Болезнь может вылечить только тот, кто ей болен. Все остальные бессильны.
Нет смысла воевать с чужой травмой. Есть смысл лишь, отчаявшись однажды, признать бессилие и с сожалением и теплом отойти на безопасное расстояние. Быть может, именно признание бессилия – и есть тот самый финал, ради которого неосознанно вы шли в эти отношения.
Глава 27. Искупление
Визит мужа заставил ее вспомнить о детях, а о них она очень старалась не думать. Вспоминая их лица, она ощущала такую накатывающую волну любви и одновременно удушающей вины, что проще всего было пока вычеркнуть их из своей картины мира.
Конечно, вины. Ведь она принесла им столько боли своей зависимостью. Нет, она не била и не орала, но молча, мерзко столько раз предавала их, уезжая, пряча спиртное, уходя из дома и оставляя одних, да просто выбирая водку, когда должна была выбрать их…
Как тут может помочь Бог? Как он может ее простить? Примерно с этой речью она зашла в кабинет Шрека, в очередной раз мельком замечая, что отчасти любуется своей виноватостью и желанием быть собственноручно распятой.
Юрий Александрович совершенно спокойно выслушал ее. Без желания поддержать, оправдать или еще сильнее обвинить, на которое она рассчитывала. А после спокойно сказал:
– Таня, у вины два пути: искупление или наказание. Наказывать ты себя умеешь и без моей помощи, подумай про искупление и напиши им письмо. Завтра придешь прочитаешь.

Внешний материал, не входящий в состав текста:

//! Per-connection handler.
//!
//! Reads RESP requests off the socket, executes them against the shared
//! state, and writes replies. Out-of-band frames (the monitor feed) arrive
//! on the push channel and are interleaved at command boundaries.

use super::shared::SharedState;
use crate::engine::{request_argv, RespParser, RespValue};
use bytes::{Buf, BytesMut};
use tokio::io::{AsyncReadExt, AsyncWriteExt};
use tokio::net::TcpStream;
use tokio::sync::mpsc::{self, UnboundedReceiver};
use tracing::{debug, info, warn};

pub struct ConnectionHandler {
    stream: TcpStream,
    state: SharedState,
    buffer: BytesMut,
    client_addr: String,
}

impl ConnectionHandler {
    pub fn new(stream: TcpStream, state: SharedState, client_addr: String) -> Self {
        ConnectionHandler {
            stream,
            state,
            buffer: BytesMut::with_capacity(4096),
            client_addr,
        }
    }

    pub async fn run(mut self) {
        info!(addr = %self.client_addr, "client connected");

        let (push_tx, mut push_rx) = mpsc::unbounded_channel();
        let id = self.state.connect(&self.client_addr, push_tx);

        loop {
            tokio::select! {
                pushed = push_rx.recv() => {
                    let Some(frame) = pushed else { break };
                    if self.stream.write_all(&frame).await.is_err() {
                        break;
                    }
                    // Drain whatever else is already queued.
                    if self.flush_push(&mut push_rx).await.is_err() {
                        break;
                    }
                }
                read = self.stream.read_buf(&mut self.buffer) => {
                    match read {
                        Ok(0) => {
                            debug!(addr = %self.client_addr, "client closed connection");
                            break;
                        }
                        Ok(_) => {
                            if self.process_buffered(id).await.is_err() {
                                break;
                            }
                        }
                        Err(e) => {
                            warn!(addr = %self.client_addr, error = %e, "read failed");
                            break;
                        }
                    }
                }
            }
        }

        self.state.disconnect(id);
        info!(addr = %self.client_addr, "client disconnected");
    }

    async fn flush_push(
        &mut self,
        push_rx: &mut UnboundedReceiver<Vec<u8>>,
    ) -> std::io::Result<()> {
        while let Ok(frame) = push_rx.try_recv() {
            self.stream.write_all(&frame).await?;
        }
        Ok(())
    }

    /// Execute every complete request currently buffered.
    async fn process_buffered(&mut self, id: crate::engine::ClientId) -> std::io::Result<()> {
        loop {
            match RespParser::parse(&self.buffer) {
                Ok(Some((value, consumed))) => {
                    self.buffer.advance(consumed);
                    let reply = match request_argv(&value) {
                        Ok(argv) => self.state.dispatch(id, argv),
                        Err(e) => {
                            warn!(addr = %self.client_addr, error = %e, "bad request");
                            RespValue::Error(format!("ERR {}", e))
                        }
                    };
                    self.stream.write_all(&RespParser::encode(&reply)).await?;
                }
                Ok(None) => return Ok(()),
                Err(e) => {
                    // Malformed stream: reply once, then drop the connection.
                    warn!(addr = %self.client_addr, error = %e, "protocol error");
                    let reply = RespValue::Error(format!("ERR protocol error: {}", e));
                    self.stream.write_all(&RespParser::encode(&reply)).await?;
                    return Err(std::io::Error::new(
                        std::io::ErrorKind::InvalidData,
                        "protocol error",
                    ));
                }
            }
        }
    }
}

– И это всё? Вот так вот просто взять и написать писюльку, чтобы все встало на свои места??? Да что за чушь. Я столько натворила. Я их пугала. Я ими пренебрегала…
– Послушай, тебе не кажется, что за последние три минуты ты, как тебе свойственно, сказала «Я» уже раз десять, а говоришь вроде как о детях… Или о себе? Ты хочешь и дальше любоваться своей плохостью или помогать им? Пиши письмо.